If the drug companies are reporting their vaccine trial results in the same mathematical language customarily used in reports of other medical trials, which is apparently the case, your comment that they are "disastrous at talking about them" is unfair, and seemingly intended to create suspicion that they are trying to mislead.

## Kristian said,

November 19, 2020 @ 9:57 am

If I sold an amulet that is 90% effective at preventing shark attacks (let's assume it's for real), I don't think people in general would think this means that with the amulet your chances of not getting attacked at 9 in 10 and your chances of getting attacked are 1 in 10.

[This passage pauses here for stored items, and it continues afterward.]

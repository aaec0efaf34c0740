//! Pipeline configuration.
//!
//! Every tunable of the estimator lives here and is passed explicitly into the
//! pipeline. All structs deserialize with per-field defaults, so a JSON file
//! only needs to name the values it overrides.

use crate::error::{FlowError, Result};
use serde::{Deserialize, Serialize};

/// Smoothing applied before differentiation.
#[derive(Debug, Clone, PartialEq, Serialize, Deserialize)]
#[serde(default)]
pub struct GradientParams {
    /// Gaussian kernel size (odd).
    pub blur_size: usize,
    /// Gaussian standard deviation. Values <= 0 derive it from `blur_size`.
    pub blur_sigma: f32,
}

impl Default for GradientParams {
    fn default() -> Self {
        Self {
            blur_size: 3,
            blur_sigma: 0.0,
        }
    }
}

/// Shi-Tomasi corner detection limits.
#[derive(Debug, Clone, PartialEq, Serialize, Deserialize)]
#[serde(default)]
pub struct DetectorParams {
    /// Maximum number of corners returned (0 = unlimited).
    pub max_corners: usize,
    /// Minimum accepted response as a fraction of the strongest response.
    pub quality_level: f32,
    /// Minimum Euclidean distance between returned corners.
    pub min_distance: f32,
}

impl Default for DetectorParams {
    fn default() -> Self {
        Self {
            max_corners: 10_000,
            quality_level: 0.001,
            min_distance: 10.0,
        }
    }
}

/// How velocities are drawn over the source frame.
#[derive(Debug, Clone, PartialEq, Serialize, Deserialize)]
#[serde(default)]
pub struct ArrowStyle {
    /// Multiplier from velocity to arrow length in pixels.
    pub scale: f32,
    /// Arrow color, RGB.
    pub color: [u8; 3],
    /// Stroke thickness in pixels.
    pub thickness: u32,
    /// Tip length as a fraction of the shaft length.
    pub tip_length: f32,
    /// Velocities shorter than this are not drawn.
    pub min_magnitude: f32,
    /// Velocities longer than this are not drawn.
    pub max_magnitude: f32,
}

impl Default for ArrowStyle {
    fn default() -> Self {
        Self {
            scale: 5.0,
            color: [0, 255, 0],
            thickness: 1,
            tip_length: 0.2,
            min_magnitude: 1.0,
            max_magnitude: 10.0,
        }
    }
}

/// Full configuration for one flow pipeline.
#[derive(Debug, Clone, PartialEq, Serialize, Deserialize)]
#[serde(default)]
pub struct FlowConfig {
    /// Side length of the local Lucas-Kanade window.
    pub window_size: u32,
    pub gradients: GradientParams,
    pub detector: DetectorParams,
    pub arrows: ArrowStyle,
}

impl Default for FlowConfig {
    fn default() -> Self {
        Self {
            window_size: 5,
            gradients: GradientParams::default(),
            detector: DetectorParams::default(),
            arrows: ArrowStyle::default(),
        }
    }
}

impl FlowConfig {
    /// Configuration with the given window size and defaults elsewhere.
    pub fn with_window_size(window_size: u32) -> Self {
        Self {
            window_size,
            ..Self::default()
        }
    }

    /// Window radius `K`.
    #[inline]
    pub fn window_radius(&self) -> i32 {
        (self.window_size / 2) as i32
    }

    /// Parse a JSON configuration document.
    pub fn from_json(text: &str) -> Result<Self> {
        serde_json::from_str(text).map_err(|e| FlowError::Config(e.to_string()))
    }

    /// Reject settings the estimator cannot run with.
    pub fn validate(&self) -> Result<()> {
        if self.window_size < 3 || self.window_size % 2 == 0 {
            return Err(FlowError::InvalidParameter(format!(
                "window_size must be odd and >= 3, got {}",
                self.window_size
            )));
        }
        if self.gradients.blur_size == 0 || self.gradients.blur_size % 2 == 0 {
            return Err(FlowError::InvalidParameter(format!(
                "blur_size must be odd, got {}",
                self.gradients.blur_size
            )));
        }
        if !(self.detector.quality_level > 0.0 && self.detector.quality_level < 1.0) {
            return Err(FlowError::InvalidParameter(format!(
                "quality_level must be in (0, 1), got {}",
                self.detector.quality_level
            )));
        }
        if !(self.detector.min_distance.is_finite() && self.detector.min_distance >= 0.0) {
            return Err(FlowError::InvalidParameter(format!(
                "min_distance must be finite and not negative, got {}",
                self.detector.min_distance
            )));
        }
        let (min, max) = (self.arrows.min_magnitude, self.arrows.max_magnitude);
        if !(min.is_finite() && max.is_finite()) {
            return Err(FlowError::InvalidParameter(format!(
                "arrow magnitude bounds must be finite, got {min} and {max}"
            )));
        }
        if min > max {
            return Err(FlowError::InvalidParameter(format!(
                "arrow magnitude range is empty: {min} > {max}"
            )));
        }
        Ok(())
    }
}
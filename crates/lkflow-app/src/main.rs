//! LKFlow - sparse optical flow on video streams
//!
//! Reads consecutive frames from a video file or camera, estimates
//! Lucas-Kanade flow between each pair and optionally encodes the arrow
//! overlay to a video file.

use anyhow::{bail, Context, Result};
use argh::FromArgs;
use lkflow_core::FlowConfig;
use lkflow_media::{
    default_camera, FrameSink, FrameSource, SyntheticSource, VideoDecoder, VideoEncoder,
};
use lkflow_tracking::FlowPipeline;
use std::path::PathBuf;
use std::time::Instant;
use tracing::{debug, info};
use tracing_subscriber::{EnvFilter, FmtSubscriber};

#[derive(FromArgs)]
/// Estimate and draw sparse optical flow between consecutive video frames
struct Args {
    /// path to an input video file
    #[argh(positional)]
    input: Option<PathBuf>,

    /// capture device to read from instead of a file (default when no input
    /// is given: /dev/video0 on Linux, device 0 on macOS)
    #[argh(option)]
    camera: Option<String>,

    /// generate a synthetic sequence moving by DX,DY pixels per frame
    #[argh(option)]
    synthetic: Option<String>,

    /// write the annotated frames to this video file
    #[argh(option, short = 'o')]
    output: Option<PathBuf>,

    /// JSON configuration file
    #[argh(option, short = 'c')]
    config: Option<PathBuf>,

    /// window size override (odd, at least 3)
    #[argh(option, short = 'w')]
    window_size: Option<u32>,

    /// stop after this many frame pairs
    #[argh(option)]
    max_frames: Option<usize>,

    /// output frame rate (default: 30)
    #[argh(option, default = "30.0")]
    fps: f64,
}

fn main() -> Result<()> {
    let subscriber = FmtSubscriber::builder()
        .with_env_filter(
            EnvFilter::try_from_default_env().unwrap_or_else(|_| EnvFilter::new("info")),
        )
        .finish();
    tracing::subscriber::set_global_default(subscriber)?;

    let args: Args = argh::from_env();
    let config = load_config(&args)?;
    let pipeline = FlowPipeline::new(config).context("invalid flow configuration")?;

    let mut source = open_source(&args)?;
    let (width, height) = source.dimensions();
    let sink: Option<Box<dyn FrameSink>> = match &args.output {
        Some(path) => {
            let encoder = VideoEncoder::create(path, width, height, args.fps)
                .with_context(|| format!("unable to create {}", path.display()))?;
            Some(Box::new(encoder) as Box<dyn FrameSink>)
        }
        None => None,
    };

    let processed = run(&pipeline, source.as_mut(), sink, args.max_frames)?;
    info!("Processed {} frame pairs", processed);
    Ok(())
}

fn load_config(args: &Args) -> Result<FlowConfig> {
    let mut config = match &args.config {
        Some(path) => {
            let json = std::fs::read_to_string(path)
                .with_context(|| format!("unable to read config {}", path.display()))?;
            FlowConfig::from_json(&json)?
        }
        None => FlowConfig::default(),
    };
    if let Some(window_size) = args.window_size {
        config.window_size = window_size;
    }
    Ok(config)
}

/// Where frames come from.
#[derive(Debug, PartialEq)]
enum Input {
    Video(PathBuf),
    Camera(String),
    Synthetic((i32, i32)),
}

/// Pick the input from the arguments. With nothing given, fall back to the
/// platform's first camera.
fn select_input(args: &Args) -> Result<Input> {
    if let Some(device) = &args.camera {
        return Ok(Input::Camera(device.clone()));
    }
    if let Some(velocity) = &args.synthetic {
        return Ok(Input::Synthetic(parse_velocity(velocity)?));
    }
    if let Some(path) = &args.input {
        return Ok(Input::Video(path.clone()));
    }
    match default_camera() {
        Some(device) => Ok(Input::Camera(device.to_string())),
        None => bail!("no input given; pass a video path, --camera DEVICE or --synthetic DX,DY"),
    }
}

fn open_source(args: &Args) -> Result<Box<dyn FrameSource>> {
    match select_input(args)? {
        Input::Camera(device) => {
            let decoder = VideoDecoder::open_camera(&device)
                .with_context(|| format!("unable to open camera {device}"))?;
            Ok(Box::new(decoder))
        }
        Input::Synthetic(velocity) => {
            let frames = args.max_frames.map_or(60, |n| n + 1);
            Ok(Box::new(SyntheticSource::new(320, 240, frames, velocity)))
        }
        Input::Video(path) => {
            let decoder = VideoDecoder::open(&path)
                .with_context(|| format!("unable to open video {}", path.display()))?;
            Ok(Box::new(decoder))
        }
    }
}

fn parse_velocity(value: &str) -> Result<(i32, i32)> {
    let (dx, dy) = value
        .split_once(',')
        .with_context(|| format!("expected DX,DY, got {value:?}"))?;
    Ok((
        dx.trim().parse().context("invalid DX")?,
        dy.trim().parse().context("invalid DY")?,
    ))
}

/// Process consecutive frame pairs until the source runs dry or `max_frames`
/// pairs are done. Returns the number of pairs processed.
fn run(
    pipeline: &FlowPipeline,
    source: &mut dyn FrameSource,
    mut sink: Option<Box<dyn FrameSink>>,
    max_frames: Option<usize>,
) -> Result<usize> {
    let mut prev = source
        .next_frame()
        .context("could not grab initial frame")?
        .context("could not grab initial frame: stream is empty")?;
    info!("Stream dimensions: {}x{}", prev.width, prev.height);

    let mut processed = 0;
    while max_frames.map_or(true, |max| processed < max) {
        let Some(next) = source.next_frame()? else {
            debug!("End of stream");
            break;
        };
        let started = Instant::now();
        let estimate = pipeline.estimate(&prev, &next)?;
        debug!(
            frame = processed,
            candidates = estimate.candidates.len(),
            elapsed_ms = started.elapsed().as_secs_f64() * 1000.0,
            "Frame pair processed"
        );
        if let Some(sink) = sink.as_mut() {
            sink.write_frame(&pipeline.render(&prev, &estimate))?;
        }
        prev = next;
        processed += 1;
    }

    if let Some(sink) = sink {
        sink.finish()?;
    }
    Ok(processed)
}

Of course lots of people are very bad at math or allergic to math, so especially if they're asked a loaded question ("does it mean your chances of getting attacked with the amulet are 1 in 10?"), many people will probably say yes without thinking about it.

I agree with the general principle that statistical reporting is often confusing and it's often much clearer to be told what happened in the experiment (e.g. after X weeks x% of the vaccinated group had been infected and y% of the placebo group).

## Bloix said,

November 19, 2020 @ 10:15 am

"The problem with using the number of people in the study as the denominator is that presumably not all of them were exposed to covid-19."

You don't use the number of people in the study as the denominator. The number of people in the study is not used at all in calculating the efficacy. You use two numbers: the number of people infected in the control (placebo) group and the number infected in the vaccinated group. That's it.

"it's often much clearer to be told what happened in the experiment (e.g. after X weeks x% of the vaccinated group had been infected and y% of the placebo group)."

You don't use the percentage of each group that is infected to calculate the efficacy.

It's true that all the information you might want to know is not captured in the single data point that is the effective rate. There's a lot more information that can be gathered and presented in various ways.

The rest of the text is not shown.